The actor was very self-effacing in the interview, also joking about his very first audition. He went out for a reality competition show called Moolah Beach, but said that he couldn’t show off a sufficient “special talent” for the producers. He said: “I was not on Moolah Beach.” He then told the story of Endurance 2 – another reality show which he did make it on, only to be eliminated in the pilot episode.
“It’s the most embarrassing thing that can happen to a freshman in high school,” Powell said. “Not only are you the runt of the grade, but you just failed on a strength performance thing in front of the world, and the amount of s- that I got was extraordinary. It made me just ferocious.”
Spy Kids 3-D remains one of the most recognizable titles on Powell’s resume. The actor was even inducted into the Austin Film Society’s Texas Film Hall of Fame by writer and director Robert Rodriguez – a fellow Texan. The movie itself has become a popular reference on social media where users regard it as a unique cultural artifact.
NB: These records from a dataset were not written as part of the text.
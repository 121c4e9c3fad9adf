//! agentseek - role-based LLM agents for your terminal

use clap::{Parser, Subcommand};
use tracing::error;
use tracing_subscriber::EnvFilter;

mod commands;

use commands::{engage_command, init_command, signal_command, status_command};

/// agentseek - agents that plan, code, search and trade
#[derive(Parser)]
#[command(name = "agentseek")]
#[command(about = "◆ Role-based LLM agents that run tools on your machine")]
#[command(version = env!("CARGO_PKG_VERSION"))]
struct Cli {
    /// Debug logging
    #[arg(short, long, global = true)]
    verbose: bool,

    #[command(subcommand)]
    command: Commands,
}

#[derive(Subcommand)]
enum Commands {
    /// Initialize config and work directory
    Init,
    /// Talk to the agents
    Engage {
        /// Send one message and exit
        #[arg(short, long)]
        message: Option<String>,
        /// Always use this agent (casual, coder, file, web, finance, trading, planner)
        #[arg(short, long)]
        agent: Option<String>,
    },
    /// Print the moving-average trade signal for a symbol
    Signal {
        /// Exchange symbol, e.g. BTCUSDT
        symbol: String,
    },
    /// Show configuration status
    Status,
}

fn init_tracing(verbose: bool) {
    let default_level = if verbose { "debug" } else { "info" };
    let filter = if verbose {
        EnvFilter::new(default_level)
    } else {
        EnvFilter::try_from_default_env().unwrap_or_else(|_| EnvFilter::new(default_level))
    };
    tracing_subscriber::fmt()
        .with_env_filter(filter)
        .with_writer(std::io::stderr)
        .init();
}

#[tokio::main]
async fn main() {
    let cli = Cli::parse();
    init_tracing(cli.verbose);

    let result = match cli.command {
        Commands::Init => init_command().await,
        Commands::Engage { message, agent } => engage_command(message, agent).await,
        Commands::Signal { symbol } => signal_command(symbol).await,
        Commands::Status => status_command().await,
    };

    if let Err(e) = result {
        error!("{:#}", e);
        std::process::exit(1);
    }
}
Spy Kids 3-D: Game Over was released in 2003 and was a critical flop but a commercial success at the time. It is a direct sequel to the first two movies, but this time it centers mostly around Juni Cortez (Daryl Sabara) as he is sent on a mission to rescue his older sister, Carmen (Alexa Vega). Carmen is trapped inside a virtual reality game, and Juni needs to infiltrate it to find her. The CGI-heavy adventure that follows has some surprising celebrity cameos, and more melodrama than most movies can muster these days.
Powell’s character introduces Juni to a mini game where players can battle with giant robot mechs for additional points. He sets Juni up with a powered suit he will wear for the rest of the movie, then conspiratorially asks him to do a good job so that he can earn some bonus points. After Juni’s match he returns to deliver one more smug line before sending the protagonist on to the next part of the story.
Spy Kids 3-D: Game Over is streaming now on Paramount+ along with the first two titles in the series, and Top Gun: Maverick. Anyone but You is streaming now on Netflix. Powell will be back in theaters on July 19 in Twisters.